[Collected data entries]
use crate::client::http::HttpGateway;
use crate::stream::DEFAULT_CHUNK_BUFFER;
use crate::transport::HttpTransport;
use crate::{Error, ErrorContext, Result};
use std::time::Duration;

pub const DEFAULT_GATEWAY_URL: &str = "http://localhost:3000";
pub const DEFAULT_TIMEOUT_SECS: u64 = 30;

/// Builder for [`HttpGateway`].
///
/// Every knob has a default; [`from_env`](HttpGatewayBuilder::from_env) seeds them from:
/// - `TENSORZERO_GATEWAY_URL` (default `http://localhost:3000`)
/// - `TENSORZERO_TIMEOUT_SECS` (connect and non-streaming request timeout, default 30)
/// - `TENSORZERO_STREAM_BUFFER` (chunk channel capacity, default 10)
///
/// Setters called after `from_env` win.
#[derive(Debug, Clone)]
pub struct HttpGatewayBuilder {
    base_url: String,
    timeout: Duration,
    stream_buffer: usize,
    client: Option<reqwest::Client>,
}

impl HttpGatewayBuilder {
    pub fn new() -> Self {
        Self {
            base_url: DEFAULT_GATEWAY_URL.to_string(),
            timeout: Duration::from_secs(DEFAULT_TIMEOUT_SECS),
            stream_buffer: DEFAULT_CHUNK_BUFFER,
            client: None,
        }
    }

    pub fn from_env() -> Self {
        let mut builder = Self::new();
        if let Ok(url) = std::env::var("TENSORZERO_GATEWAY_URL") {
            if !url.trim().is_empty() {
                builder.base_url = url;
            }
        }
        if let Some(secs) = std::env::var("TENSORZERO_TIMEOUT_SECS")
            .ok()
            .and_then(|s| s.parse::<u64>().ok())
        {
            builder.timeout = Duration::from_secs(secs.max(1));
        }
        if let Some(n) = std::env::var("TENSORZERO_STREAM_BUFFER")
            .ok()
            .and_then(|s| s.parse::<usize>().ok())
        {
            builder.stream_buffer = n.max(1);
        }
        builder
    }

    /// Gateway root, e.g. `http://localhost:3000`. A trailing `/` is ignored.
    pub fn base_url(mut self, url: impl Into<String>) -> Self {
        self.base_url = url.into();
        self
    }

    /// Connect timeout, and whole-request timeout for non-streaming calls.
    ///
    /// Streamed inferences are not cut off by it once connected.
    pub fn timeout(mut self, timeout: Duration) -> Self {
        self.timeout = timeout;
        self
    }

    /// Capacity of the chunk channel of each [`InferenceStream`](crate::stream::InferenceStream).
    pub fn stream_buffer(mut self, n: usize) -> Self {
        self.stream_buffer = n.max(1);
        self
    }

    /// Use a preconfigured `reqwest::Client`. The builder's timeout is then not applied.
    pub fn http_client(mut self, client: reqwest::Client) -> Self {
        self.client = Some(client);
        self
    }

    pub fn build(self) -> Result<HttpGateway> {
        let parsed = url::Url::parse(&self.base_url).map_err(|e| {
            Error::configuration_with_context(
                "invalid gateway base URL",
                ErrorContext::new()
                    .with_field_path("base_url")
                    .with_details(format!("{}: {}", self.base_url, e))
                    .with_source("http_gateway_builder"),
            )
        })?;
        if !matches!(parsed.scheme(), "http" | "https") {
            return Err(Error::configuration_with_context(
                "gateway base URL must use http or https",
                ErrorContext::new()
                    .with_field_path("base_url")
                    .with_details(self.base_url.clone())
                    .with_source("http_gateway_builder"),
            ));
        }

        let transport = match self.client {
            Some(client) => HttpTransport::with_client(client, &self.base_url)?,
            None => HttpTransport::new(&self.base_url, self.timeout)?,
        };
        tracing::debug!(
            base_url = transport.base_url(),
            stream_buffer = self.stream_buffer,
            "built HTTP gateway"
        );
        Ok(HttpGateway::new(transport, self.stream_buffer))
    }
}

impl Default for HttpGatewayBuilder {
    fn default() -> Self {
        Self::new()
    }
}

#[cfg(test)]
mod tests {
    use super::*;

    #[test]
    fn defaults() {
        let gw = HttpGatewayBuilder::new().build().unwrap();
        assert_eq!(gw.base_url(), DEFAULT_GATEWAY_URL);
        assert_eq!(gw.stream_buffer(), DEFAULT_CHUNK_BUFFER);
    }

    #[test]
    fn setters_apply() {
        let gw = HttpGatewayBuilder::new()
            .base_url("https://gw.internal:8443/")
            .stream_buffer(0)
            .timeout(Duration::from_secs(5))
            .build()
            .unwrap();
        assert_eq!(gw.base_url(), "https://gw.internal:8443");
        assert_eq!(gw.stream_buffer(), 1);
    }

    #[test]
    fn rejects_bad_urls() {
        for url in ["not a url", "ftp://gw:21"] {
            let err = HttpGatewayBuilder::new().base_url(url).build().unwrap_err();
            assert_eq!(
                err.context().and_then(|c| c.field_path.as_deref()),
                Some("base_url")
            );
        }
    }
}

--

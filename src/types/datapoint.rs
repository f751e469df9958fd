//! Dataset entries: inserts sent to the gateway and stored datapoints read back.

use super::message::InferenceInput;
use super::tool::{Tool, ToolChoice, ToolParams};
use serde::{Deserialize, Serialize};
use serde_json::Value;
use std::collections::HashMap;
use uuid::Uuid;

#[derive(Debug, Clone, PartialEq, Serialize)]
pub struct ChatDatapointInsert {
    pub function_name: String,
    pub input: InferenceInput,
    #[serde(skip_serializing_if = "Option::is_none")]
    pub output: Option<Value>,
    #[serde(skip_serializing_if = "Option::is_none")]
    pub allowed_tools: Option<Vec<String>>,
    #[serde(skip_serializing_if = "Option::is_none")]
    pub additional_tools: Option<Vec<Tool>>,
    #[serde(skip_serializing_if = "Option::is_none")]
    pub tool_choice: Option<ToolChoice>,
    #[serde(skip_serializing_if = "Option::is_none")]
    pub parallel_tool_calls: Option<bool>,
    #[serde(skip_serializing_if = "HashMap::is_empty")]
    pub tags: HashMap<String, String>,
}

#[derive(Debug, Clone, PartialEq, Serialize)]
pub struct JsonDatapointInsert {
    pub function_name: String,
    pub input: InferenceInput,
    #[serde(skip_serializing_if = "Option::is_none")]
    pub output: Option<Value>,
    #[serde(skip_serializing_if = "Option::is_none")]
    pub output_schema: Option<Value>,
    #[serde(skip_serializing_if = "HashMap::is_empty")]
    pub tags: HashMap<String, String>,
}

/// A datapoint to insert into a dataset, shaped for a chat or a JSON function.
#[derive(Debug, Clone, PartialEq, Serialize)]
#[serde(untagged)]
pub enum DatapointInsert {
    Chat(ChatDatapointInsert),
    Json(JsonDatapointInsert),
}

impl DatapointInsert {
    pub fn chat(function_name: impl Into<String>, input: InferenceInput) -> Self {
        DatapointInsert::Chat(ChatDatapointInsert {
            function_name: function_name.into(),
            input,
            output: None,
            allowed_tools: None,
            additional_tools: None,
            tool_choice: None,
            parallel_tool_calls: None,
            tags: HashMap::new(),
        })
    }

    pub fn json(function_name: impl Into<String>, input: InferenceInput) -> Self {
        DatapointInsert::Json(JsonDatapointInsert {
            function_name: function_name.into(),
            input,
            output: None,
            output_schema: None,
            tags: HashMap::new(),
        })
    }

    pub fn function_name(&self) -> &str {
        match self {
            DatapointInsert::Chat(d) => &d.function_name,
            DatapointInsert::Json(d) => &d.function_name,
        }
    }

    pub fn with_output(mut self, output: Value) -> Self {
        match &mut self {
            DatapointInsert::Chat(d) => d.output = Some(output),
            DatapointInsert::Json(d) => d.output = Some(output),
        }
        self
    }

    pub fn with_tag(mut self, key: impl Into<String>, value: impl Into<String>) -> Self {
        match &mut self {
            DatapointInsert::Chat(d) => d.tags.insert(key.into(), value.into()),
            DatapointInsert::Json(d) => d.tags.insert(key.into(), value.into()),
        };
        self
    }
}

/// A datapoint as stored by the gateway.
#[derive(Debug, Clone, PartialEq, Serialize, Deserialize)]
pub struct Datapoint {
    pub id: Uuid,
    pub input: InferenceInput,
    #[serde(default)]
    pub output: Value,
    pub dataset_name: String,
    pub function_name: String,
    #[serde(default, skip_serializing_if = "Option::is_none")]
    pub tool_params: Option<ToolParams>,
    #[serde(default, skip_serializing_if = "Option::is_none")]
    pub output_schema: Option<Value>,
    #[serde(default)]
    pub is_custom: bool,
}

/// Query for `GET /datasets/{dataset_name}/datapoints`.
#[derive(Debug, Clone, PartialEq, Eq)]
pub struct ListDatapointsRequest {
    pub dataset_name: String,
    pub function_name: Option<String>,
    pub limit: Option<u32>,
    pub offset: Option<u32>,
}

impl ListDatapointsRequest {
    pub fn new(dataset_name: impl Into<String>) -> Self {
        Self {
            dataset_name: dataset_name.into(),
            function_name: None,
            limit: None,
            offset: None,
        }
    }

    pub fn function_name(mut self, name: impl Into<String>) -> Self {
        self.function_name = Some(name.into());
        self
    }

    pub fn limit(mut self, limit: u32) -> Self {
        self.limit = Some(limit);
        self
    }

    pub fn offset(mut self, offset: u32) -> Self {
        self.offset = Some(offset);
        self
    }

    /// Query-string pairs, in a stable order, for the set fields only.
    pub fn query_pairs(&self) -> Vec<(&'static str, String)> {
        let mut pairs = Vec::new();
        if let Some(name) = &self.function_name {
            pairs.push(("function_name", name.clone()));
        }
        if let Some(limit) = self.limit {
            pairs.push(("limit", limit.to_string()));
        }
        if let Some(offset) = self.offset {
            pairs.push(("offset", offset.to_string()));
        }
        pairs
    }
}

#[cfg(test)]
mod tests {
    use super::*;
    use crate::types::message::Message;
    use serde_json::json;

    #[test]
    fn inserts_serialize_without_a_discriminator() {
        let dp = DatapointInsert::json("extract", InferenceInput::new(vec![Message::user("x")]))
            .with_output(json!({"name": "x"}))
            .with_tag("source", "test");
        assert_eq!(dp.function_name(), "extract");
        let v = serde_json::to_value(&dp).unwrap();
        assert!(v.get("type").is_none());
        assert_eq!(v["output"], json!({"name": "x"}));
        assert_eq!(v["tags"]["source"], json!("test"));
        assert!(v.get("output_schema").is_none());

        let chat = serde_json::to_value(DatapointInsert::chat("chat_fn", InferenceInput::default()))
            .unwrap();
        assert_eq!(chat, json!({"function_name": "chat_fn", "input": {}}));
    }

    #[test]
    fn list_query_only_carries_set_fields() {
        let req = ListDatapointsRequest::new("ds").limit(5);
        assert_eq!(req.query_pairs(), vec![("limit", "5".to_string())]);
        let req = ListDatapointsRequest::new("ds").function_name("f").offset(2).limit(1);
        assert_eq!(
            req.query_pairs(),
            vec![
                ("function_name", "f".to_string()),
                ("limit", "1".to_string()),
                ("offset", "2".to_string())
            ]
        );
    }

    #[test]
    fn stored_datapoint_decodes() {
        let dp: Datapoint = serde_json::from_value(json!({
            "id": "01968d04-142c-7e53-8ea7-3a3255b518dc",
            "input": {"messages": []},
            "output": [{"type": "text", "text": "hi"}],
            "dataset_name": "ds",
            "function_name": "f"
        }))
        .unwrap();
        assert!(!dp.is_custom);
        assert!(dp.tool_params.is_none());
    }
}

**AIM OF THE TASK**
With "internal" as the string to match, show every line of the entries above that has it.

**OUTPUT BELOW**
            .base_url("https://gw.internal:8443/")
        assert_eq!(gw.base_url(), "https://gw.internal:8443");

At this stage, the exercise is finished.